**AIM OF THE EXERCISE:** Produce the records below again, word for word, but stop after the line that contains "#[derive(Debug, Clone, PartialEq, Eq, Serialize, Deserialize)]".

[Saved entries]

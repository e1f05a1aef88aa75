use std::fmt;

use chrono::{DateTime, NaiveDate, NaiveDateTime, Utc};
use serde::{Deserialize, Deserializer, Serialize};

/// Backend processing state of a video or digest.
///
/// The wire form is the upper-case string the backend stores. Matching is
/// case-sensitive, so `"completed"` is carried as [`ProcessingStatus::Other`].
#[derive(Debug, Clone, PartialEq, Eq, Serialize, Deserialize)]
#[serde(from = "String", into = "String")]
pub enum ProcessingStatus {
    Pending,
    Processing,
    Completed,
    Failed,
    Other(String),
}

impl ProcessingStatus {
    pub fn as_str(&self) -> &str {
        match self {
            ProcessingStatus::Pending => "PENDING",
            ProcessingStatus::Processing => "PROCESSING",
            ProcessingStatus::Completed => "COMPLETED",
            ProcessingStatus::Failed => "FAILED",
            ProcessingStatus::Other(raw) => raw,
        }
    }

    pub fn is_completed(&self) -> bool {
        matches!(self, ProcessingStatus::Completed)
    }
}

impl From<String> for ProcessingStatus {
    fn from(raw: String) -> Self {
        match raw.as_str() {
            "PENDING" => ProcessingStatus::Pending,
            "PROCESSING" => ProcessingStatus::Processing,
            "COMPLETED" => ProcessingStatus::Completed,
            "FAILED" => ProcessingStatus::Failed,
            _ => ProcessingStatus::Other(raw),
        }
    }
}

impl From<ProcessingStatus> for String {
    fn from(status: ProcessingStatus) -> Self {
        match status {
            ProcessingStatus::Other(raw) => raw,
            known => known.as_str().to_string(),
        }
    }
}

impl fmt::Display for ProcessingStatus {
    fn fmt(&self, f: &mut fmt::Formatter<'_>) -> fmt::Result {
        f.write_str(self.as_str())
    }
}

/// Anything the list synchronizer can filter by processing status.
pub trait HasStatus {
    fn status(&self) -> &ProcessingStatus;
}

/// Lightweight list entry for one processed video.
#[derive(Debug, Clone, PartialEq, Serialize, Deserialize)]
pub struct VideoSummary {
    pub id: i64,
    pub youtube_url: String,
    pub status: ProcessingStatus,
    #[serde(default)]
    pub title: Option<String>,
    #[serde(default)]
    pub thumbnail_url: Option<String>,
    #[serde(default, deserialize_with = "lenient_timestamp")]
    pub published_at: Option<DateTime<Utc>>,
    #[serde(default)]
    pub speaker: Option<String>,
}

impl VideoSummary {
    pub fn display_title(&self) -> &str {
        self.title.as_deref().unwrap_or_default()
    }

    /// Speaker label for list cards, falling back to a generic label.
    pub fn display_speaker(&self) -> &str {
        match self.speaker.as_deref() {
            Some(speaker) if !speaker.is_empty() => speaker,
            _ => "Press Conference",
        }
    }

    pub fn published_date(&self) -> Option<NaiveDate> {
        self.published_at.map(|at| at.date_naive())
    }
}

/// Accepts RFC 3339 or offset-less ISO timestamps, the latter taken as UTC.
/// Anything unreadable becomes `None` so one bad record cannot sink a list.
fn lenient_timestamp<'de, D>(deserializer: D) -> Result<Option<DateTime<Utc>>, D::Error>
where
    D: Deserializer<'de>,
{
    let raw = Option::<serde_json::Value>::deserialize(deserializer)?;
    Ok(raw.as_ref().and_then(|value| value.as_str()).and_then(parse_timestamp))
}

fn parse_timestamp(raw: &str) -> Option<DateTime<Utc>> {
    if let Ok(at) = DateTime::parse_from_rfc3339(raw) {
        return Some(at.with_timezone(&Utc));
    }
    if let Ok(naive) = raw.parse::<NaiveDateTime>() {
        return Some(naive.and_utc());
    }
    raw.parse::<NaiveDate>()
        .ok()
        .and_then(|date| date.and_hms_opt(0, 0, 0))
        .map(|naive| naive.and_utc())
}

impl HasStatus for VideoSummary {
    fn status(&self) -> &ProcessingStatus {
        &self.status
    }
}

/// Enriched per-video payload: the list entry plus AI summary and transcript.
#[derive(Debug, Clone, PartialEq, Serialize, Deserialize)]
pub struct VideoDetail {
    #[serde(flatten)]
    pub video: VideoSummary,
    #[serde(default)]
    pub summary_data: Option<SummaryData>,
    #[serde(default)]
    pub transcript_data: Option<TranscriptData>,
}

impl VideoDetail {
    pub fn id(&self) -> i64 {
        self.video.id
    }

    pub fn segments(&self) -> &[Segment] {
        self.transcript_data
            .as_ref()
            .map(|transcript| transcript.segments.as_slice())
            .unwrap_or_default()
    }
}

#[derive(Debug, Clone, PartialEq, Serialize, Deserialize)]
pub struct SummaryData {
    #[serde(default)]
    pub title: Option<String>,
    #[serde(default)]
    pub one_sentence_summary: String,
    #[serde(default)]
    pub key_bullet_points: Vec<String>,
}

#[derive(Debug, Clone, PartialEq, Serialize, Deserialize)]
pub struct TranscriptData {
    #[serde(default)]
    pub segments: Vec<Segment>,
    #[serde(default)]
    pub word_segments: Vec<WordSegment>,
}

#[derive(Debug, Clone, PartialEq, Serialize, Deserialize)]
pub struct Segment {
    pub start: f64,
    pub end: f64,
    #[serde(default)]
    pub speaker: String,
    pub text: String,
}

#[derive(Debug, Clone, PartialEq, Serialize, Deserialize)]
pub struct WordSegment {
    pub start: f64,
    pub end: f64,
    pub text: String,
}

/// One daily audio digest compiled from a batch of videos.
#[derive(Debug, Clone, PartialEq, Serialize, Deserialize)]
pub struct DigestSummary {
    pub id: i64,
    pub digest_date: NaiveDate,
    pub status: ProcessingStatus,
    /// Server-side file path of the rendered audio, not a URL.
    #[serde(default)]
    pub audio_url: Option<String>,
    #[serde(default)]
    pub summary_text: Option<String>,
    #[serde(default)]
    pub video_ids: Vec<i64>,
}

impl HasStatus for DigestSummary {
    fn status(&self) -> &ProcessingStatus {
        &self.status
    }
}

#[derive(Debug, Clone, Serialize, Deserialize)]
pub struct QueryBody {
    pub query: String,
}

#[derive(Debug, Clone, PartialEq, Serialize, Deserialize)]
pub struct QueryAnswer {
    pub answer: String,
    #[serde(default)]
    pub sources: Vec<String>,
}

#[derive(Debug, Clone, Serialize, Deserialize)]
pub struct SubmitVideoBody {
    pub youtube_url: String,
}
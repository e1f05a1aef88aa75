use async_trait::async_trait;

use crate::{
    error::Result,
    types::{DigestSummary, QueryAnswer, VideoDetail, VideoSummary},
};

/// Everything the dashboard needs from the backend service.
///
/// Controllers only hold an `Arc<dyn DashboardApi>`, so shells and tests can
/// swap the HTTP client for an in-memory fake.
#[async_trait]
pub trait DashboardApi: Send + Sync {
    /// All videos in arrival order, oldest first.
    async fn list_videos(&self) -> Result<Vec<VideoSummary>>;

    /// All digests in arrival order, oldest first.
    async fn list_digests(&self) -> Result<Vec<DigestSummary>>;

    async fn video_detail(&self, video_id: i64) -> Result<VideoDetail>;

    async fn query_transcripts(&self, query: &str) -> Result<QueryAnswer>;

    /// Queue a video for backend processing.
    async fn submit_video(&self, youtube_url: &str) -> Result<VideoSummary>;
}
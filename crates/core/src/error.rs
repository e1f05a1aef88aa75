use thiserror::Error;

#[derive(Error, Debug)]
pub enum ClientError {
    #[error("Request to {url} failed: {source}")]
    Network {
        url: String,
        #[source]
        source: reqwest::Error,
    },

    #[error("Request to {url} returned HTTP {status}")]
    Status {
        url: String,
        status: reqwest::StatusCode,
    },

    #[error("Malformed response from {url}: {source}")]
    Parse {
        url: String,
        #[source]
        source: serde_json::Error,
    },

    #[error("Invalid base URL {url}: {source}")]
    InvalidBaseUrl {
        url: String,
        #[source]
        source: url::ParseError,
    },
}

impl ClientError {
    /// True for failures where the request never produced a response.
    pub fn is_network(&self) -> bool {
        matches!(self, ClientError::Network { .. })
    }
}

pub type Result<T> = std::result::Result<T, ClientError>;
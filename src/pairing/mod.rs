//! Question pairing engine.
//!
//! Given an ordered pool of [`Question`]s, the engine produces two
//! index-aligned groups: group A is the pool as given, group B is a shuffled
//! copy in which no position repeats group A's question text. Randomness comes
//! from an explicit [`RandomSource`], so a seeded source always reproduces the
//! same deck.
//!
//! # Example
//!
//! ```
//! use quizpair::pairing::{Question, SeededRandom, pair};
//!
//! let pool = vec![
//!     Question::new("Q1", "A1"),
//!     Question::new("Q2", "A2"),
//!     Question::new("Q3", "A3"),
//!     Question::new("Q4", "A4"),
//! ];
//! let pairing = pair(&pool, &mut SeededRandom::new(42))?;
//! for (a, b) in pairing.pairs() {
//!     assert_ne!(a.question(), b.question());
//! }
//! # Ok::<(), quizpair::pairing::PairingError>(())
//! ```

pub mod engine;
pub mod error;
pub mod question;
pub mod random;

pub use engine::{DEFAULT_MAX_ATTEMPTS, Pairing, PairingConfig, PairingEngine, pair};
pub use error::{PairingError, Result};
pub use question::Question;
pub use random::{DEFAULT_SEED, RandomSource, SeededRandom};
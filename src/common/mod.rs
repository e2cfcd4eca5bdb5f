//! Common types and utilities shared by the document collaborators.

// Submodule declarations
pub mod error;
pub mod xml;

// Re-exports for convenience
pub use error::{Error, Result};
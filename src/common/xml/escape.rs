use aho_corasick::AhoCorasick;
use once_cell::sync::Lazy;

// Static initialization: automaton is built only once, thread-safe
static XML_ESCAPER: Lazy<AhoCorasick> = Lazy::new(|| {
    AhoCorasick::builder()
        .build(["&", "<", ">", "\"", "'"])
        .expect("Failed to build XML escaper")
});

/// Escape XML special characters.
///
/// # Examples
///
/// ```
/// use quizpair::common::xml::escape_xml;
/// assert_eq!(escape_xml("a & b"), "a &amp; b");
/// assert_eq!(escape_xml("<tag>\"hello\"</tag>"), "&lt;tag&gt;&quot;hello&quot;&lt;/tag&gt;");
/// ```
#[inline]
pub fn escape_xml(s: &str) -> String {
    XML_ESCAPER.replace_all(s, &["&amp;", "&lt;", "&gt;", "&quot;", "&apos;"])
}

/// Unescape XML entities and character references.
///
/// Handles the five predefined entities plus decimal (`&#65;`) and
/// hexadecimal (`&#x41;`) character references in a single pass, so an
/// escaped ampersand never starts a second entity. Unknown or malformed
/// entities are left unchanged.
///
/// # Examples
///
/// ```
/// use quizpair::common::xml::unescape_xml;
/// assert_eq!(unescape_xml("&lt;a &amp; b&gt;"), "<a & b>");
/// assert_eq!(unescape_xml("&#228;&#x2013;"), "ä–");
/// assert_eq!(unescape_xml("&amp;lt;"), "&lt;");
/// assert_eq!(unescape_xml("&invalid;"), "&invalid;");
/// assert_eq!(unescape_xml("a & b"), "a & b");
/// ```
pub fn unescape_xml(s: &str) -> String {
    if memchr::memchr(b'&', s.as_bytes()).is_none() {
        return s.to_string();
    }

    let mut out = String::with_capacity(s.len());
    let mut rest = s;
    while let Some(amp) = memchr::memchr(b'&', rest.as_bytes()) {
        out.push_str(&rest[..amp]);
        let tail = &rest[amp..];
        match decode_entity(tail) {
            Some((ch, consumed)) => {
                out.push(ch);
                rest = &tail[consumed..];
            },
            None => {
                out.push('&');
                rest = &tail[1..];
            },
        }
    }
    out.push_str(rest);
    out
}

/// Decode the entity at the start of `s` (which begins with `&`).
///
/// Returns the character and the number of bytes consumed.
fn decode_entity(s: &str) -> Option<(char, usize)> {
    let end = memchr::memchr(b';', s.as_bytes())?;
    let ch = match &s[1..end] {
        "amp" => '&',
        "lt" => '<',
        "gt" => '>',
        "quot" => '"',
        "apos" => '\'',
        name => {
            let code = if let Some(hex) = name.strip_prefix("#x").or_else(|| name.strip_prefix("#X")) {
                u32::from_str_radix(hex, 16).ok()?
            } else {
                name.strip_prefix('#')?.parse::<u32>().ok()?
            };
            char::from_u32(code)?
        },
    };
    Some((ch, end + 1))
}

**TASK RESPONSE:**
repository e1f05a1aef88aa75
use std::fmt;

use chrono::{DateTime, NaiveDate, NaiveDateTime, Utc};
use serde::{Deserialize, Deserializer, Serialize};

/// Backend processing state of a video or digest.
///
/// The wire form is the upper-case string the backend stores. Matching is
/// case-sensitive, so `"completed"` is carried as [`ProcessingStatus::Other`].
#[derive(Debug, Clone, PartialEq, Eq, Serialize, Deserialize)]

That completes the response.